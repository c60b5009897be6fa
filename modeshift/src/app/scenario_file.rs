use crate::app::AppError;
use crate::model::baseline::BaselineModel;
use crate::model::scenario::{self, EngineConfig, LeverSet, ScenarioResult};
use serde::{Deserialize, Serialize};
use std::path::Path;

/// a complete scenario on disk: baseline, levers, and engine settings
/// in one TOML document. the `levers` and `engine` tables may be sparse
/// or absent; missing entries take their neutral/default values.
#[derive(Clone, Debug, Default, PartialEq, Serialize, Deserialize)]
#[serde(default)]
pub struct ScenarioFile {
    pub baseline: BaselineModel,
    pub levers: LeverSet,
    pub engine: EngineConfig,
}

impl ScenarioFile {
    pub fn from_file(path: &Path) -> Result<ScenarioFile, AppError> {
        let contents = std::fs::read_to_string(path)?;
        let file = toml::from_str(&contents)?;
        Ok(file)
    }

    pub fn to_toml_string(&self) -> Result<String, AppError> {
        let contents = toml::to_string_pretty(self)?;
        Ok(contents)
    }

    pub fn compute(&self) -> Result<ScenarioResult, AppError> {
        let result = scenario::compute(&self.baseline, &self.levers, &self.engine)?;
        Ok(result)
    }
}

#[cfg(test)]
mod tests {
    use super::*;
    use crate::model::{Mode, UnitBasis};

    #[test]
    fn test_parse_sparse_scenario_file() {
        let contents = r#"
            [baseline.demand]
            car = 150.0
            bus = 25.0

            [baseline.factors.car]
            type = "by_powertrain"

            [baseline.factors.car.factors]
            thermal = { co2 = 193.0 }
            electric = { co2 = 103.0 }

            [baseline.factors.bus]
            type = "single"
            factor = { co2 = 103.0 }

            [baseline.fleet]
            car = { thermal = 97, electric = 3 }

            [levers]
            reduction_km = -20.0
            transfers = [{ from = "car", to = "bus", percent = 10.0 }]

            [engine]
            modes = ["car", "bus"]
            unit_basis = "individual_weekly"
        "#;
        let file: ScenarioFile = toml::from_str(contents).unwrap();
        assert_eq!(file.baseline.demand.get(&Mode::Car), 150.0);
        assert_eq!(file.levers.reduction_km, -20.0);
        assert_eq!(file.engine.unit_basis, UnitBasis::IndividualWeekly);
        // untouched levers stay neutral
        assert_eq!(file.levers.weight_reduction, 0.0);
        assert!(file.compute().is_ok());
    }
}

• **YOUR INSTRUCTIONS**
For the listing above, give the number of lines that contain the string "path" and nothing else.

• **SOLVED PROBLEM**
3